╭─ TASK MATERIAL

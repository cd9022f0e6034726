//! Per-source confidence weights.

use std::collections::HashMap;

/// Weight used for sources missing from the table.
pub const DEFAULT_WEIGHT: f64 = 0.1;

#[derive(Debug, Clone, PartialEq, thiserror::Error)]
pub enum WeightError {
    #[error("weight for '{source_name}' must be a finite number in [0, 1], got {weight}")]
    OutOfRange { source_name: String, weight: f64 },
}

/// Static mapping from source identifier to weight.
///
/// Weights don't have to sum to 1: the aggregator renormalizes over the
/// sources present in each bucket.
#[derive(Debug, Clone, PartialEq)]
pub struct SourceWeights {
    weights: HashMap<String, f64>,
    default_weight: f64,
}

impl SourceWeights {
    pub fn new(default_weight: f64) -> Result<Self, WeightError> {
        check("<default>", default_weight)?;
        Ok(Self { weights: HashMap::new(), default_weight })
    }

    pub fn with_weight(mut self, source: impl Into<String>, weight: f64) -> Result<Self, WeightError> {
        let source = source.into();
        check(&source, weight)?;
        self.weights.insert(source, weight);
        Ok(self)
    }

    /// Weight for `source`, falling back to the default for unknown sources.
    pub fn weight_of(&self, source: &str) -> f64 {
        self.weights.get(source).copied().unwrap_or(self.default_weight)
    }

    pub fn default_weight(&self) -> f64 {
        self.default_weight
    }

    pub fn iter(&self) -> impl Iterator<Item = (&str, f64)> {
        self.weights.iter().map(|(k, v)| (k.as_str(), *v))
    }
}

impl Default for SourceWeights {
    /// Reference table for the built-in providers.
    fn default() -> Self {
        let weights = [
            ("OpenWeatherMap", 0.25),
            ("MET Norway", 0.25),
            ("WeatherAPI", 0.20),
            ("Tomorrow.io", 0.15),
            ("Visual Crossing", 0.15),
        ]
        .into_iter()
        .map(|(name, w)| (name.to_string(), w))
        .collect();

        Self { weights, default_weight: DEFAULT_WEIGHT }
    }
}

fn check(source: &str, weight: f64) -> Result<(), WeightError> {
    if weight.is_finite() && (0.0..=1.0).contains(&weight) {
        Ok(())
    } else {
        Err(WeightError::OutOfRange { source_name: source.to_string(), weight })
    }
}

#[cfg(test)]
mod tests {
    use super::*;

    #[test]
    fn reference_table_outweighs_unknown_sources() {
        let weights = SourceWeights::default();

        assert_eq!(weights.weight_of("MET Norway"), 0.25);
        assert_eq!(weights.weight_of("WeatherAPI"), 0.20);
        assert_eq!(weights.weight_of("Some Blog"), DEFAULT_WEIGHT);
        assert!(weights.iter().all(|(_, w)| w > weights.default_weight()));
    }

    #[test]
    fn rejects_out_of_range_weights() {
        let err = SourceWeights::new(0.1).unwrap().with_weight("a", 1.5).unwrap_err();
        assert!(err.to_string().contains("'a'"));

        assert!(SourceWeights::new(f64::NAN).is_err());
        assert!(SourceWeights::new(-0.1).is_err());
    }

    #[test]
    fn zero_weight_is_accepted() {
        let weights = SourceWeights::new(0.0).unwrap().with_weight("a", 0.0).unwrap();
        assert_eq!(weights.weight_of("a"), 0.0);
        assert_eq!(weights.iter().collect::<Vec<_>>(), [("a", 0.0)]);
    }
}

╰─

> [PROBLEM STATEMENT]: Set down, word for word, each line from the top of the records above through the line with "pub fn new(default_weight: f64)".

> [OUTPUT BELOW]:
repository cd9022f0e6034726
//! Per-source confidence weights.

use std::collections::HashMap;

/// Weight used for sources missing from the table.
pub const DEFAULT_WEIGHT: f64 = 0.1;

#[derive(Debug, Clone, PartialEq, thiserror::Error)]
pub enum WeightError {
    #[error("weight for '{source_name}' must be a finite number in [0, 1], got {weight}")]
    OutOfRange { source_name: String, weight: f64 },
}

/// Static mapping from source identifier to weight.
///
/// Weights don't have to sum to 1: the aggregator renormalizes over the
/// sources present in each bucket.
#[derive(Debug, Clone, PartialEq)]
pub struct SourceWeights {
    weights: HashMap<String, f64>,
    default_weight: f64,
}

impl SourceWeights {
    pub fn new(default_weight: f64) -> Result<Self, WeightError> {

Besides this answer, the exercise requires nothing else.